There were dive-in restaurants, Drive in Laundries, Drive-in weddings, Drive-in movies, and even Drive-in churches and funeral home viewing.
Since our oldest son Christopher was born in November of 1969, followed by Patrick in 1973, the boom hit right in the middle of their “got to have a babysitter” years, and our “ran out of money before we ran out of month” years. The drive-in movie provided a perfect solution to both problems, it was cheap to get in, there was no charge for the boys, and we could put our collapsible mesh net playpen (the latest thing) in the back seat. The leg lengths were adjustable to allow the playpen to be erected in the back seat of the big old Bonneville and the boys could watch a cartoon then lay down and go to sleep while mom and dad watched the main feature. There were not only speakers which came off the post and inside the car; there were also electric heaters on the post which would keep the car moderately warm in all but the coldest weather.

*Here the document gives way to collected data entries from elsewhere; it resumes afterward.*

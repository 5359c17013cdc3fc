use std::time::Duration;

use crate::harness::RunReport;
use crate::scenario::format_hms;

use crate::entry::RunSettings;

pub(crate) fn selection_lines(settings: &RunSettings) -> Vec<String> {
    let harness = &settings.harness;
    vec![
        "Selections:".to_owned(),
        format!("endpoint: {}", settings.endpoint),
        format!("tls: {}", settings.use_tls),
        format!("scenario: {}", settings.scenario.as_str()),
        format!("agents: {}", harness.agents),
        format!("event_batch: {}", harness.events_per_batch),
        format!("target_eps: {:.0}", settings.plan.target_eps),
        format!(
            "phases: {}",
            settings
                .plan
                .phases
                .iter()
                .map(|phase| phase.name())
                .collect::<Vec<_>>()
                .join(" -> ")
        ),
        format!("settle_delay: {}", format_duration(settings.plan.settle_delay)),
        format!(
            "ready_timeout: {}",
            harness
                .ready_timeout
                .map_or_else(|| "none".to_owned(), format_duration)
        ),
        format!(
            "save_to: {}",
            settings
                .save_to
                .as_ref()
                .map_or_else(|| "none".to_owned(), |path| path.display().to_string())
        ),
    ]
}

pub(crate) fn summary_lines(report: &RunReport) -> Vec<String> {
    let summary = &report.summary;
    let mut lines = vec![
        "Summary:".to_owned(),
        format!("agents: {} ({} approved)", report.agents, report.approved),
        format!("event_batch: {}", report.events_per_batch),
        format!("batches_sent: {}", report.batches_sent()),
        format!("batches_confirmed: {}", report.batches_confirmed()),
        format!("target_eps: {:.0}", summary.target_eps),
        format!("capacity_eps: {:.0}", summary.capacity_eps),
        format!(
            "best_sustainable_eps: {}",
            summary
                .best_sustainable_eps
                .map_or_else(|| "none".to_owned(), |eps| format!("{eps:.0}"))
        ),
        format!("best_confirmed_eps: {:.0}", summary.best_confirmed_eps),
        format!(
            "breached_at_step: {}",
            summary
                .breached_at
                .map_or_else(|| "none".to_owned(), |step| step.to_string())
        ),
    ];
    if let Some(step) = summary.last_step {
        lines.push(format!(
            "last_step: #{} target={:.0} sent={} confirmed={} p95={:.3}s",
            step.step, step.target_eps, step.sent, step.confirmed, step.p95
        ));
    }
    if summary.low_rate_windows > 0 {
        lines.push(format!("low_rate_soak_windows: {}", summary.low_rate_windows));
    }
    for (kind, count) in report.failures() {
        lines.push(format!("agent_failures[{kind}]: {count}"));
    }
    if report.aborted > 0 {
        lines.push(format!("aborted_agents: {}", report.aborted));
    }
    if summary.interrupted {
        lines.push("interrupted: true".to_owned());
    }
    lines
}

fn format_duration(duration: Duration) -> String {
    if duration.subsec_millis() == 0 {
        format_hms(duration)
    } else {
        format!("{}ms", duration.as_millis())
    }
}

A shared large drink and a medium box of popcorn from the concession stand, or in some cases treats brought from home at much reduced prices, created a perfect “date night” with no need to pay a babysitter. I would venture to say that most of the movies we saw during the period from 1969 – 1978 were at the drive in with two little boys snoozing peacefully in the back while mom and dad watched the movie and occasionally did a little smooching just for fun. Many families did the same thing, often arriving early so the children could the utilize the playground with swings and jungle gyms that often were located in the space just in front of the screen which was unsuitable for parking patron’s cars. If one went to the concession stand and did not get through the massive line before the intermission was over and the lights were cut, finding your car again could be a formidable challenge. I took to memorizing the number of rows forward or back and the number of lanes over to avoid peeking and poking into cars that ought not to have been peeked and poked into.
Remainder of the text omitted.